NEWS- The beat: Retiring veteran cop tells all

Marvin Townsend has trouble sleeping these days. But after 25 years and five months on the graveyard shift at the Charlottesville Police Department, that's probably to be expected.

Townsend retired December 1, ending a career that began when the police department might have been considered a good ole boys network.

"One of the biggest problems I had was the discrepancy in pay between black officers and white officers," he says. 

In 1998, Townsend joined 20 other black employees who threatened to file a class action suit against the city, alleging low pay, lack of promotional opportunities, and biased evaluations.

"If you have a black officer with 15 or 20 years who's not at the top of the pay scale, why does that officer still have a job, when white officers with four or five years are at the top?" he asks. His pay, along with other black officers, was adjusted.

He recalls the "golden boys," officers the supervisors liked who would receive 3.5- or 4-percent raises while black officers got 2 or 2.5 percent.

He doesn't fault the chief at the time, but he notes that additional training, which affects performance evaluations, was often denied to black officers.

"I didn't have that problem," he says. "I have maybe a dozen certificates from schools. I wasn't held back like officers on the evening and day shift."

Townsend says he heard stories of racial discrimination in the force, but he didn't encounter it on the graveyard shift, where he remained.

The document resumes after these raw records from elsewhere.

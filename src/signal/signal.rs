//! # Signal: named broadcast channel with synchronous fan-out.
//!
//! A [`Signal`] owns its connections, a weak ordered list of attached downstream
//! signals, and a middleware chain.
//!
//! ## Dispatch
//! ```text
//! emit(args)
//!   ├─► dead signal?          ─► report SignalDestroyed, return Err
//!   ├─► middlewares (in order) ─► first `false` vetoes the whole emit
//!   │                           └► panic: report MiddlewarePanicked, return Err
//!   ├─► attached signals (attachment order, dead targets skipped and pruned)
//!   └─► local connections (subscription order, over a snapshot)
//!          Dead   ─► evict (unlink from signal and registry)
//!          Asleep ─► skip
//!          Awake  ─► persistent: call
//!                    single-use: claim → unlink → call
//!                    (panics caught and reported per connection)
//! ```
//!
//! ## Rules
//! - Attached signals are served **before** local connections.
//! - No lock is held while user code (callbacks, middlewares) runs, so callbacks
//!   may freely subscribe, emit or destroy, including on the same signal.
//! - Nothing raised inside `emit` unwinds into the caller.

use std::collections::{BTreeMap, HashSet};
use std::fmt;
use std::panic::{catch_unwind, AssertUnwindSafe};
use std::sync::atomic::{AtomicBool, Ordering};
use std::sync::{Arc, Weak};

use parking_lot::Mutex;

use crate::core::{Link, LinkControl, Registry, SignalControl};
use crate::error::SignalError;
use crate::events::{Event, EventKind};
use crate::signal::connection::{Connection, ConnectionKind, Handler, Step};

pub(crate) type Middleware<A> = Arc<dyn Fn(&A) -> bool + Send + Sync>;

/// Outcome of one successful [`Signal::emit`].
#[derive(Debug, Clone, Copy, Default, PartialEq, Eq)]
pub struct DispatchReport {
    /// A middleware returned `false`; nothing was delivered.
    pub vetoed: bool,
    /// Attached signals the emit was propagated to.
    pub propagated: usize,
    /// Local callbacks that ran to completion.
    pub delivered: usize,
    /// Local callbacks that panicked (reported, delivery continued).
    pub failed: usize,
    /// Asleep connections.
    pub skipped: usize,
    /// Dead connections unlinked by this dispatch.
    pub evicted: usize,
}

"Your survival depends on your partner," says the Charlottesville resident, who spent his entire career working nights. "Hearing complaints from other officers," he says, "was an incentive for me to stay where I was.

"The Chief tried to get me on daylight because we were getting complaints from the community that they were not seeing a lot of black officers," he says. "They can come to the midnight shift if they want to see me."

Today, the police department has 12 black officers– three of them sergeants– out of 107 officers in a city whose population is nearly 23 percent black.

"I've been told that not a lot of qualified blacks apply," says Townsend. "Several looked good, but something turned up on their background checks."

Apparently finding new black officers is not the only problem.

"It's hard to get any new officers on the force," says Charlottesville Captain Bryant Bibb. "It's an issue police are dealing with all over the country."

With an increase in the local Spanish-speaking population, Townsend sees a need for more Hispanic officers. "I don't think it's enough to train white or black officers to speak Spanish," he says. "They need to know the culture."

Townsend, 60, came to policing at age 35 after driving long distance trucks. "There were only two jobs in Charlottesville no one was ever laid off from: fire and police," he says, "and I'm scared of fire."

"I didn't have a lot of problem dealing with people," he says. "I treat people the same. I'm just as comfortable talking to a street alcoholic as a college professor."

"Marvin's the kind of guy who could talk to anybody," says Bibb, who also started on the force in 1981. "He knew everybody in town. When he showed up on the scene, he usually had a calming effect."

Townsend stresses the importance of compassion in police work. "I'd always rather take you to the hospital to get treatment than take you to jail," he says.

That strategy didn't always work. "A young lady I knew was strung out on crack," he remembers. "She got pregnant, had a baby in the mud behind her house, and went out to get more crack. I'll never forget that."

One of the things people may not be aware of in best-place-to-live Charlottesville is the prevalence of prostitution, says Townsend: "It was nothing in the mid-'80s to find 25 or 30 people doing it." As for the recent arrests of seven women on prostitution charges, "I've known them for years," he says.

A patrol officer his entire career, Townsend never rose through the ranks. "I never actively sought that," he says. "I believe the patrol officer is the nucleus of the police department. I feel like I was where I wanted to be."

He offers one other pearl from his decades on the force: "Public relations is 80 percent of police work."


Marvin Townsend says that when he started with the CPD in 1981, some of his colleagues didn't consider racial diversity a good idea.